Exercise — In the entries below, every line that contains "messenger" must be located and copied.

Material provided —
//! Ordering guarantees between the loop phases

use event_loop::{EventEmitter, QueueKind, RunOutcome, Scheduler};
use std::cell::RefCell;
use std::rc::Rc;

type Log = Rc<RefCell<Vec<String>>>;

fn new_log() -> Log {
    Rc::new(RefCell::new(Vec::new()))
}

fn record(log: &Log, label: &str) -> impl FnMut(&mut Scheduler) + 'static {
    let log = log.clone();
    let label = label.to_string();
    move |_: &mut Scheduler| log.borrow_mut().push(label.clone())
}

fn entries(log: &Log) -> Vec<String> {
    log.borrow().clone()
}

#[test]
fn documented_phase_order() {
    let mut scheduler = Scheduler::new();
    let log = new_log();

    scheduler.schedule_microtask(record(&log, "M"));
    scheduler.set_timeout(record(&log, "T0"), 0).unwrap();
    scheduler.set_timeout(record(&log, "T10"), 10).unwrap();
    scheduler.schedule_immediate(record(&log, "Im"));
    scheduler.schedule_io_completion(record(&log, "IO1"));

    let summary = scheduler.run_until_idle();

    assert_eq!(entries(&log), vec!["M", "T0", "IO1", "Im", "T10"]);
    assert_eq!(summary.outcome, RunOutcome::Idle);
    assert_eq!(summary.final_tick, 10);
}

#[test]
fn snap_quiz_order() {
    let mut scheduler = Scheduler::new();
    let log = new_log();

    let script_log = log.clone();
    scheduler.run_main(move |s| {
        let log = script_log;
        let messenger: EventEmitter<String> = EventEmitter::new();
        let l = log.clone();
        messenger.on("message", move |msg| l.borrow_mut().push(format!("MESSAGE: {msg}")));

        log.borrow_mut().push("FIRST".to_string());
        s.schedule_microtask(record(&log, "NEXT"));
        s.set_timeout(record(&log, "QUICK TIMER"), 0).unwrap();
        s.set_timeout(record(&log, "LONG TIMER"), 10).unwrap();
        s.schedule_immediate(record(&log, "IMMEDIATE"));
        messenger.emit("message", &"Hello!".to_string());
        s.schedule_io_completion(record(&log, "FIRST STAT"));
        s.schedule_io_completion(record(&log, "LAST STAT"));
        log.borrow_mut().push("LAST".to_string());
    });

    assert_eq!(
        entries(&log),
        vec![
            "FIRST",
            "MESSAGE: Hello!",
            "LAST",
            "NEXT",
            "QUICK TIMER",
            "FIRST STAT",
            "LAST STAT",
            "IMMEDIATE",
            "LONG TIMER",
        ]
    );
}

#[test]
fn microtasks_drain_between_timer_callbacks() {
    let mut scheduler = Scheduler::new();
    let log = new_log();

    let l = log.clone();
    scheduler
        .set_timeout(
            move |s| {
                l.borrow_mut().push("T1".to_string());
                s.schedule_immediate(record(&l, "Im"));
                let l = l.clone();
                s.schedule_microtask(move |s| {
                    l.borrow_mut().push("m1".to_string());
                    let l = l.clone();
                    s.schedule_microtask(move |s| {
                        l.borrow_mut().push("m2".to_string());
                        s.schedule_microtask(record(&l, "m3"));
                    });
                });
            },
            4,
        )
        .unwrap();
    scheduler.set_timeout(record(&log, "T2"), 4).unwrap();

    scheduler.run_until_idle();

    assert_eq!(entries(&log), vec!["T1", "m1", "m2", "m3", "T2", "Im"]);
}

#[test]
fn recursive_microtasks_drain_before_first_timer() {
    let mut scheduler = Scheduler::new();
    let count = Rc::new(RefCell::new(0u32));
    let seen_by_timer = Rc::new(RefCell::new(None));

    fn chain(s: &mut Scheduler, count: Rc<RefCell<u32>>, remaining: u32) {
        *count.borrow_mut() += 1;
        if remaining > 0 {
            s.schedule_microtask(move |s| chain(s, count, remaining - 1));
        }
    }

    let c = count.clone();
    scheduler.schedule_microtask(move |s| chain(s, c, 99));
    let c = count.clone();
    let seen = seen_by_timer.clone();
    scheduler
        .set_timeout(move |_| *seen.borrow_mut() = Some(*c.borrow()), 0)
        .unwrap();

    scheduler.run_until_idle();

    assert_eq!(*seen_by_timer.borrow(), Some(100));
}

#[test]
fn equal_delays_fire_in_registration_order() {
    let mut scheduler = Scheduler::new();
    let log = new_log();

    scheduler.set_timeout(record(&log, "A"), 5).unwrap();
    scheduler.set_timeout(record(&log, "B"), 3).unwrap();
    scheduler.set_timeout(record(&log, "C"), 5).unwrap();
    scheduler.set_timeout(record(&log, "D"), 1).unwrap();
    scheduler.set_timeout(record(&log, "E"), 5).unwrap();

    scheduler.run_until_idle();

    assert_eq!(entries(&log), vec!["D", "B", "A", "C", "E"]);
}

#[test]
fn shorter_delay_never_fires_after_longer_delay() {
    let mut scheduler = Scheduler::new();
    let fired = Rc::new(RefCell::new(Vec::new()));

    for delay in (1..=20).rev() {
        let f = fired.clone();
        scheduler
            .set_timeout(move |_| f.borrow_mut().push(delay), delay)
            .unwrap();
    }
    scheduler.run_until_idle();

    let fired = fired.borrow();
    assert_eq!(fired.len(), 20);
    assert!(fired.windows(2).all(|pair| pair[0] < pair[1]));
}

#[test]
fn cancelled_tasks_never_fire() {
    let mut scheduler = Scheduler::new();
    let log = new_log();

    let micro = scheduler.schedule_microtask(record(&log, "micro"));
    let io = scheduler.schedule_io_completion(record(&log, "io"));
    let immediate = scheduler.schedule_immediate(record(&log, "immediate"));
    let timer = scheduler.set_timeout(record(&log, "timer"), 2).unwrap();
    scheduler.schedule_immediate(record(&log, "kept"));

    for handle in [micro, io, immediate, timer] {
        scheduler.cancel(handle).unwrap();
    }
    scheduler.run_until_idle();

    assert_eq!(entries(&log), vec!["kept"]);
}

#[test]
fn timer_cancelled_by_earlier_timer_in_same_group() {
    let mut scheduler = Scheduler::new();
    let log = new_log();

    let victim = Rc::new(RefCell::new(None));
    let v = victim.clone();
    let l = log.clone();
    scheduler
        .set_timeout(
            move |s| {
                l.borrow_mut().push("first".to_string());
                if let Some(handle) = v.borrow_mut().take() {
                    s.cancel(handle).unwrap();
                }
            },
            3,
        )
        .unwrap();
    let handle = scheduler.set_timeout(record(&log, "second"), 3).unwrap();
    *victim.borrow_mut() = Some(handle);

    scheduler.run_until_idle();

    assert_eq!(entries(&log), vec!["first"]);
}

#[test]
fn immediate_queued_by_immediate_runs_next_iteration() {
    let mut scheduler = Scheduler::new();
    let log = new_log();

    let l = log.clone();
    let first = scheduler.schedule_immediate(move |s| {
        l.borrow_mut().push("I1".to_string());
        let handle = s.schedule_immediate(record(&l, "I2"));
        s.set_label(handle, "I2").unwrap();
    });
    scheduler.set_label(first, "I1").unwrap();
    scheduler.schedule_immediate(record(&log, "I1b"));

    scheduler.run_until_idle();

    assert_eq!(entries(&log), vec!["I1", "I1b", "I2"]);
    let iterations: Vec<_> = scheduler
        .trace()
        .firings()
        .iter()
        .map(|firing| firing.iteration)
        .collect();
    assert_eq!(iterations, vec![1, 1, 2]);
}

#[test]
fn io_queued_during_io_phase_waits_for_next_iteration() {
    let mut scheduler = Scheduler::new();
    let log = new_log();

    let l = log.clone();
    scheduler.schedule_io_completion(move |s| {
        l.borrow_mut().push("io1".to_string());
        s.schedule_io_completion(record(&l, "io2"));
    });
    scheduler.schedule_immediate(record(&log, "imm"));

    scheduler.run_until_idle();

    assert_eq!(entries(&log), vec!["io1", "imm", "io2"]);
}

#[test]
fn in_flight_io_is_delivered_when_ready() {
    let mut scheduler = Scheduler::new();
    let log = new_log();

    scheduler.set_timeout(record(&log, "T3"), 3).unwrap();
    scheduler
        .schedule_io_completion_after(record(&log, "IO5"), 5)
        .unwrap();
    scheduler.set_timeout(record(&log, "T7"), 7).unwrap();

    scheduler.run_until_idle();

    assert_eq!(entries(&log), vec!["T3", "IO5", "T7"]);
    let io_tick = scheduler
        .trace()
        .firings()
        .iter()
        .find(|firing| firing.kind == QueueKind::Io)
        .map(|firing| firing.tick);
    assert_eq!(io_tick, Some(5));
}

#[test]
fn arrival_rank_fixes_io_order() {
    let mut scheduler = Scheduler::new();
    let log = new_log();

    let a = scheduler.schedule_io_completion(record(&log, "a"));
    let b = scheduler.schedule_io_completion(record(&log, "b"));
    let c = scheduler.schedule_io_completion(record(&log, "c"));
    scheduler.set_arrival_rank(a, 3).unwrap();
    scheduler.set_arrival_rank(b, 1).unwrap();
    scheduler.set_arrival_rank(c, 2).unwrap();

    scheduler.run_until_idle();

    assert_eq!(entries(&log), vec!["b", "c", "a"]);
}

#[test]
fn blocking_work_delays_timers_uniformly() {
    let mut scheduler = Scheduler::new();
    let log = new_log();

    scheduler.run_main(|s| {
        s.set_timeout(record(&log, "T10"), 10).unwrap();
        s.set_timeout(record(&log, "T5"), 5).unwrap();
        s.block_for(20).unwrap();
    });

    assert_eq!(entries(&log), vec!["T5", "T10"]);
    let ticks: Vec<_> = scheduler.trace().firings().iter().map(|f| f.tick).collect();
    assert_eq!(ticks, vec![20, 20]);
}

Task answer —
        let messenger: EventEmitter<String> = EventEmitter::new();
        messenger.on("message", move |msg| l.borrow_mut().push(format!("MESSAGE: {msg}")));
        messenger.emit("message", &"Hello!".to_string());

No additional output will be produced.